Metric depth estimation from a single image

Quick Overview

DPT (Dense Prediction Transformers) is a GitHub repository by Intel ISL that implements vision transformers for dense prediction tasks. It focuses on monocular depth estimation, semantic segmentation, and panoptic segmentation, offering state-of-the-art performance on various benchmarks.

Pros

High-performance models for dense prediction tasks
Pretrained weights available for quick implementation
Supports multiple vision tasks (depth estimation, segmentation)
Well-documented with clear instructions for usage

Cons

Requires significant computational resources for training
Limited to specific vision tasks, not a general-purpose library
Dependency on specific versions of PyTorch and other libraries
Relatively complex architecture, which may be challenging for beginners

Code Examples

Loading a pretrained DPT model for depth estimation:

import torch
from dpt.models import DPTDepthModel

model = DPTDepthModel(
    path="weights/dpt_large-midas-2f21e586.pt",
    backbone="vitl16_384",
    non_negative=True,
    enable_attention_hooks=False,
)
model.eval()

Preprocessing input for the DPT model:

from torchvision.transforms import Compose
from dpt.transforms import Resize, NormalizeImage, PrepareForNet

transform = Compose([
    Resize(
        384,
        384,
        resize_target=None,
        keep_aspect_ratio=True,
        ensure_multiple_of=32,
        resize_method="minimal",
        image_interpolation_method=cv2.INTER_CUBIC,
    ),
    NormalizeImage(mean=[0.5, 0.5, 0.5], std=[0.5, 0.5, 0.5]),
    PrepareForNet(),
])

img = transform({"image": img})["image"]

Inferencing with the DPT model:

with torch.no_grad():
    sample = torch.from_numpy(img).to(device).unsqueeze(0)
    prediction = model.forward(sample)
    prediction = torch.nn.functional.interpolate(
        prediction.unsqueeze(1),
        size=img.shape[:2],
        mode="bicubic",
        align_corners=False,
    ).squeeze()
    output = prediction.cpu().numpy()

Getting Started

To get started with DPT:

Clone the repository:

git clone https://github.com/isl-org/DPT.git
cd DPT

Install dependencies:
```
pip install -r requirements.txt
```
Download pretrained weights from the provided links in the repository.
Use the provided scripts or integrate the models into your own code as shown in the code examples above.

Competitor Comparisons

MiDaS

5,013

Code for robust monocular depth estimation described in "Ranftl et. al., Towards Robust Monocular Depth Estimation: Mixing Datasets for Zero-shot Cross-dataset Transfer, TPAMI 2022"

Pros of MiDaS

More established project with a longer history and larger user base
Supports a wider range of pre-trained models for different use cases
Better documentation and examples for ease of use

Cons of MiDaS

Slightly lower accuracy compared to DPT for certain tasks
Less focus on real-time performance optimization
Fewer options for fine-tuning on custom datasets

Code Comparison

MiDaS:

model_type = "DPT_Large"
midas = torch.hub.load("intel-isl/MiDaS", model_type)
midas.to(device).eval()

DPT:

model = DPTDepthModel(
    path=path_to_model,
    backbone="vitb_rn50_384",
    non_negative=True,
)
model.eval()

Both repositories focus on monocular depth estimation, with DPT being a more recent advancement building upon MiDaS. DPT offers improved accuracy and performance for certain tasks, while MiDaS provides a broader range of pre-trained models and better documentation.
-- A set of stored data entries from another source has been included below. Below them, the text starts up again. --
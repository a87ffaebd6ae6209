//! Clone-then-reset-hard-to-a-ref, the primitive the Git sub-resolver
//! (`module_resolver::git_resolver`) builds on: `git2::Repository::revparse_single`
//! resolves a branch, tag, commit, or semver tag identically once the
//! matching ref has been fetched, so the same routine serves all four.

use std::path::Path;

use git2::build::CheckoutBuilder;
use git2::ErrorCode::Auth;
use git2::ResetType::Hard;
use git2::{
    AutotagOption, CertificateCheckStatus, Cred, CredentialType, Error, FetchOptions, Object, RemoteCallbacks,
    Repository, SubmoduleUpdateOptions,
};
use url::Url;

pub fn clone_at_commit<P>(
    repository_url: &Url,
    commit_id: &str,
    into_dir: P,
    get_credentials: &impl Fn(&str) -> Vec<(CredentialType, Cred)>,
) -> Result<(), Error>
where
    P: AsRef<Path>,
{
    let repo = fetch(repository_url, into_dir, get_credentials, commit_id)?;

    let _ = checkout(&repo, commit_id)?;

    let submodules = repo.submodules()?;
    if !submodules.is_empty() {
        let mut callbacks = RemoteCallbacks::new();
        callbacks.credentials(authentication_callback(&get_credentials));
        callbacks.certificate_check(|_, _| Ok(CertificateCheckStatus::CertificateOk));

        let mut fo = FetchOptions::new();
        fo.remote_callbacks(callbacks);
        let mut opts = SubmoduleUpdateOptions::new();
        opts.fetch(fo);

        for mut submodule in submodules {
            info!("getting submodule {:?} from {:?}", submodule.name(), submodule.url());
            submodule.update(true, Some(&mut opts))?
        }
    }

    Ok(())
}

/// The credentials callback is called endlessly until the server returns
/// Auth Ok or a definitive error: if auth is denied, it is up to us to
/// return a new credential to try a different method, or an error once
/// everything has been exhausted.
fn authentication_callback(
    get_credentials: &impl Fn(&str) -> Vec<(CredentialType, Cred)>,
) -> impl FnMut(&str, Option<&str>, CredentialType) -> Result<Cred, Error> + '_ {
    let mut current_credentials: (String, Vec<(CredentialType, Cred)>) = ("".into(), vec![]);

    move |remote_url, username_from_url, allowed_types| {
        if remote_url != current_credentials.0 {
            current_credentials = (remote_url.to_string(), get_credentials(username_from_url.unwrap_or("git")));
        }
        let auth_methods = &mut current_credentials.1;

        loop {
            let (cred_type, credential) = match auth_methods.pop() {
                Some(cred) => cred,
                None => {
                    let msg = format!("exhausted all available auth methods fetching repository {remote_url}");
                    let mut error = Error::from_str(msg.as_str());
                    error.set_code(Auth);
                    return Err(error);
                }
            };

            if allowed_types.contains(cred_type) {
                return Ok(credential);
            }
        }
    }
}

fn checkout<'a>(repo: &'a Repository, commit_id: &'a str) -> Result<Object<'a>, Error> {
    let obj = repo.revparse_single(commit_id).map_err(|err| {
        let repo_url = repo
            .find_remote("origin")
            .map(|remote| remote.url().unwrap_or_default().to_string())
            .unwrap_or_default();
        let msg = format!("unable to resolve git ref {} on repository {}: {}", &commit_id, &repo_url, &err);
        Error::from_str(&msg)
    })?;

    let mut checkout_opts = CheckoutBuilder::new();
    checkout_opts.force().remove_ignored(true).remove_untracked(true);

    repo.reset(&obj, Hard, Some(&mut checkout_opts))?;
    Ok(obj)
}

fn fetch<P>(
    repository_url: &Url,
    into_dir: P,
    get_credentials: &impl Fn(&str) -> Vec<(CredentialType, Cred)>,
    commit_id: &str,
) -> Result<Repository, Error>
where
    P: AsRef<Path>,
{
    if repository_url.scheme() != "https" {
        return Err(Error::from_str("repository url must start with https://"));
    }

    let mut callbacks = RemoteCallbacks::new();
    callbacks.credentials(authentication_callback(&get_credentials));

    let mut fo = FetchOptions::new();
    fo.remote_callbacks(callbacks);
    fo.depth(1);
    fo.update_fetchhead(false);
    fo.download_tags(AutotagOption::None);

    if into_dir.as_ref().exists() {
        let _ = std::fs::remove_dir_all(into_dir.as_ref());
    }

    let repo = Repository::init(into_dir)?;
    remote_fetch(repository_url, &commit_id, &mut fo, &repo)?;

    Ok(repo)
}

fn remote_fetch(repository_url: &Url, commit_id: &&str, mut fo: &mut FetchOptions, repo: &Repository) -> Result<(), Error> {
    let mut remote = repo.remote("origin", repository_url.as_str())?;
    remote.fetch(&[commit_id], Some(&mut fo), None)?;
    remote.disconnect()?;
    Ok(())
}
//! Read-only projection of merged user configuration.
//!
//! Generalizes the teacher's `io_models::context::Context`: a cheaply
//! cloneable handle carrying everything downstream components need to look
//! up typed values without reaching back into the filesystem themselves.

use std::path::{Path, PathBuf};
use std::time::Duration;

use serde_yaml::Value as YamlValue;

use crate::errors::ConfigResolutionError;

/// A snapshot of the merged configuration tree, handed to the expression
/// engine as the `env` argument of `EvaluateBool`/`EvaluateValue`.
#[derive(Clone, Debug, Default, PartialEq)]
pub struct ContextValues {
    root: YamlValue,
}

impl ContextValues {
    pub fn empty() -> Self {
        ContextValues {
            root: YamlValue::Mapping(Default::default()),
        }
    }

    pub fn from_value(root: YamlValue) -> Self {
        ContextValues { root }
    }

    pub fn as_value(&self) -> &YamlValue {
        &self.root
    }

    pub fn get(&self, dotted_key: &str) -> Option<&YamlValue> {
        let mut current = &self.root;
        for segment in dotted_key.split('.') {
            current = current.as_mapping()?.get(YamlValue::String(segment.to_string()))?;
        }
        Some(current)
    }
}

/// Read-only projection of `contexts/<name>/values.yaml` merged over
/// whatever layered defaults the project defines.
#[derive(Clone)]
pub struct ConfigStore {
    context_name: String,
    project_root: PathBuf,
    values: ContextValues,
}

impl ConfigStore {
    pub fn new(project_root: PathBuf, context_name: String, values: ContextValues) -> Self {
        ConfigStore {
            context_name,
            project_root,
            values,
        }
    }

    /// Loads `contexts/<context_name>/values.yaml` relative to `project_root`.
    /// A missing file yields an empty `ContextValues`, not an error: a
    /// context with no overrides is a legitimate, common configuration.
    pub fn load(project_root: &Path, context_name: &str) -> Result<Self, ConfigResolutionError> {
        let values_path = project_root.join("contexts").join(context_name).join("values.yaml");

        let values = match std::fs::read_to_string(&values_path) {
            Ok(contents) => {
                let parsed: YamlValue =
                    serde_yaml::from_str(&contents).map_err(|err| ConfigResolutionError::MissingKey {
                        key: format!("{}: {}", values_path.display(), err),
                    })?;
                ContextValues::from_value(parsed)
            }
            Err(err) if err.kind() == std::io::ErrorKind::NotFound => ContextValues::empty(),
            Err(err) => {
                return Err(ConfigResolutionError::ProjectRootNotFound {
                    reason: format!("reading {}: {}", values_path.display(), err),
                });
            }
        };

        Ok(ConfigStore::new(project_root.to_path_buf(), context_name.to_string(), values))
    }

    pub fn context_name(&self) -> &str {
        &self.context_name
    }

    pub fn project_root(&self) -> &Path {
        &self.project_root
    }

    /// `<project_root>/contexts/<context_name>/`, the root under which the
    /// persisted `blueprint.yaml` and `values.yaml` for the current context
    /// live, per §6's file layout.
    pub fn config_root(&self) -> PathBuf {
        self.project_root.join("contexts").join(&self.context_name)
    }

    pub fn values(&self) -> &ContextValues {
        &self.values
    }

    pub fn snapshot(&self) -> ContextValues {
        self.values.clone()
    }

    pub fn get_bool(&self, dotted_key: &str) -> Option<bool> {
        self.values.get(dotted_key)?.as_bool()
    }

    pub fn get_string(&self, dotted_key: &str) -> Option<String> {
        self.values.get(dotted_key)?.as_str().map(str::to_string)
    }

    pub fn get_duration(&self, dotted_key: &str) -> Option<Duration> {
        let raw = self.get_string(dotted_key)?;
        parse_duration(&raw)
    }

    pub fn require_string(&self, dotted_key: &str) -> Result<String, ConfigResolutionError> {
        self.get_string(dotted_key).ok_or_else(|| ConfigResolutionError::MissingKey {
            key: dotted_key.to_string(),
        })
    }
}

/// Minimal Go-duration-style parser (`"5s"`, `"2m30s"`, `"1h"`), matching the
/// short, suffix-based durations used throughout the blueprint's timeouts.
fn parse_duration(raw: &str) -> Option<Duration> {
    let mut total = Duration::ZERO;
    let mut digits = String::new();

    for ch in raw.chars() {
        if ch.is_ascii_digit() || ch == '.' {
            digits.push(ch);
            continue;
        }

        let value: f64 = digits.parse().ok()?;
        digits.clear();

        let unit = match ch {
            's' => Duration::from_secs_f64(value),
            'm' => Duration::from_secs_f64(value * 60.0),
            'h' => Duration::from_secs_f64(value * 3600.0),
            _ => return None,
        };
        total += unit;
    }

    if !digits.is_empty() {
        return None;
    }

    Some(total)
}

#[cfg(test)]
mod tests {
    use super::*;

    #[test]
    fn parses_durations() {
        assert_eq!(parse_duration("5s"), Some(Duration::from_secs(5)));
        assert_eq!(parse_duration("1m"), Some(Duration::from_secs(60)));
        assert_eq!(parse_duration("1m30s"), Some(Duration::from_secs(90)));
        assert_eq!(parse_duration("garbage"), None);
    }

    #[test]
    fn context_values_get_walks_dotted_path() {
        let values = ContextValues::from_value(
            serde_yaml::from_str("observability:\n  enabled: true\n").unwrap(),
        );
        assert_eq!(values.get("observability.enabled").and_then(|v| v.as_bool()), Some(true));
        assert!(values.get("observability.missing").is_none());
    }

    #[test]
    fn load_missing_values_file_yields_empty_context() {
        let dir = tempfile::tempdir().unwrap();
        let store = ConfigStore::load(dir.path(), "local").unwrap();
        assert_eq!(store.values(), &ContextValues::empty());
    }
}
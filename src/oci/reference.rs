//! Parses and validates `oci://registry/repo:tag` references, per spec §4.3:
//! the `oci://` prefix is required, the remainder must contain exactly one
//! `:` separating the tag, and `repo` may itself contain path segments.

use once_cell::sync::Lazy;
use regex::Regex;

use crate::blueprint::model::OciArtifactInfo;
use crate::errors::OCIReferenceError;

const SCHEME: &str = "oci://";

/// The tag grammar the OCI Distribution spec defines: up to 128 characters,
/// starting with a word character, and CI/CD-friendly tags like `v1.2.3` or
/// `sha-abcdef0` both match it.
static TAG_PATTERN: Lazy<Regex> = Lazy::new(|| Regex::new(r"^[a-zA-Z0-9_][a-zA-Z0-9._-]{0,127}$").expect("tag pattern is valid"));

pub fn parse(reference: &str) -> Result<OciArtifactInfo, OCIReferenceError> {
    let remainder = reference.strip_prefix(SCHEME).ok_or_else(|| OCIReferenceError::MissingScheme {
        reference: reference.to_string(),
    })?;

    let colon_count = remainder.matches(':').count();
    if colon_count == 0 {
        return Err(OCIReferenceError::MissingTag {
            reference: reference.to_string(),
        });
    }
    if colon_count > 1 {
        return Err(OCIReferenceError::AmbiguousTag {
            reference: reference.to_string(),
        });
    }

    let (registry_and_repo, tag) = remainder.split_once(':').expect("colon presence checked above");
    if tag.is_empty() {
        return Err(OCIReferenceError::MissingTag {
            reference: reference.to_string(),
        });
    }

    let Some((registry, repository)) = registry_and_repo.split_once('/') else {
        return Err(OCIReferenceError::MissingRegistry {
            reference: reference.to_string(),
        });
    };
    if registry.is_empty() || repository.is_empty() {
        return Err(OCIReferenceError::MissingRegistry {
            reference: reference.to_string(),
        });
    }
    if !TAG_PATTERN.is_match(tag) {
        return Err(OCIReferenceError::InvalidTag {
            reference: reference.to_string(),
        });
    }

    Ok(OciArtifactInfo {
        name: format!("{registry}/{repository}:{tag}"),
        url: reference.to_string(),
        registry: registry.to_string(),
        repository: repository.to_string(),
        tag: tag.to_string(),
    })
}

/// The key `Pull` returns results under: `registry/repo:tag`, the `oci://`
/// scheme stripped.
pub fn strip_scheme(reference: &str) -> String {
    reference.strip_prefix(SCHEME).unwrap_or(reference).to_string()
}

#[cfg(test)]
mod tests {
    use super::*;

    #[test]
    fn parses_well_formed_reference() {
        let info = parse("oci://registry.local/windsor/blueprint:v1").unwrap();
        assert_eq!(info.registry, "registry.local");
        assert_eq!(info.repository, "windsor/blueprint");
        assert_eq!(info.tag, "v1");
    }

    #[test]
    fn rejects_missing_scheme() {
        let err = parse("registry.local/windsor/blueprint:v1").unwrap_err();
        assert!(matches!(err, OCIReferenceError::MissingScheme { .. }));
    }

    #[test]
    fn rejects_missing_tag() {
        let err = parse("oci://registry.local/windsor/blueprint").unwrap_err();
        assert!(matches!(err, OCIReferenceError::MissingTag { .. }));
    }

    #[test]
    fn rejects_missing_registry() {
        let err = parse("oci://blueprint:v1").unwrap_err();
        assert!(matches!(err, OCIReferenceError::MissingRegistry { .. }));
    }

    #[test]
    fn rejects_ambiguous_tag() {
        let err = parse("oci://registry.local/windsor/blueprint:v1:extra").unwrap_err();
        assert!(matches!(err, OCIReferenceError::AmbiguousTag { .. }));
    }

    #[test]
    fn rejects_tag_with_illegal_characters() {
        let err = parse("oci://registry.local/windsor/blueprint:v1@bad").unwrap_err();
        assert!(matches!(err, OCIReferenceError::InvalidTag { .. }));
    }

    #[test]
    fn strip_scheme_removes_prefix_only() {
        assert_eq!(strip_scheme("oci://registry.local/windsor/blueprint:v1"), "registry.local/windsor/blueprint:v1");
    }
}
DPT is more suitable for users seeking state-of-the-art results, while MiDaS may be preferable for those requiring a more established and well-documented solution with a variety of model options.

detectron2

32,239

Detectron2 is a platform for object detection, segmentation and other visual recognition tasks.

Pros of Detectron2

More comprehensive and feature-rich object detection framework
Extensive documentation and community support
Supports a wider range of computer vision tasks

Cons of Detectron2

Steeper learning curve due to its complexity
Heavier resource requirements for training and inference

Code Comparison

DPT (Dense Prediction Transformers):

model = DPTDepthModel.from_pretrained("Intel/dpt-large")
depth_map = model(image)

Detectron2:

cfg = get_cfg()
cfg.merge_from_file(model_zoo.get_config_file("COCO-InstanceSegmentation/mask_rcnn_R_50_FPN_3x.yaml"))
predictor = DefaultPredictor(cfg)
outputs = predictor(image)

Key Differences

DPT focuses on depth estimation and monocular tasks
Detectron2 offers a broader range of object detection and segmentation capabilities
DPT uses transformer-based architecture, while Detectron2 primarily uses CNN-based models
Detectron2 provides more flexibility in model configuration and customization

DROID-SLAM

2,144

Pros of DROID-SLAM

Focuses on real-time dense SLAM, providing more comprehensive 3D reconstruction
Utilizes deep learning for feature extraction and matching, potentially improving accuracy in challenging environments
Includes loop closure detection for improved mapping consistency

Cons of DROID-SLAM

May require more computational resources due to its dense reconstruction approach
Potentially less suitable for scenarios where only depth estimation is needed
Could have a steeper learning curve for implementation and customization

Code Comparison

DROID-SLAM:

class DROID(nn.Module):
    def __init__(self, args):
        super(DROID, self).__init__()
        self.update_op = DroidUpdateOp.apply
        self.nets = nn.ModuleDict()
        self.nets['update'] = UpdateModule(args)

DPT:

class DPTDepthModel(DPT):
    def __init__(self, path=None, non_negative=True, **kwargs):
        features = kwargs["features"] if "features" in kwargs else None
        super().__init__(head=head, features=features)
        self.pretrained = _load_weights(self, path)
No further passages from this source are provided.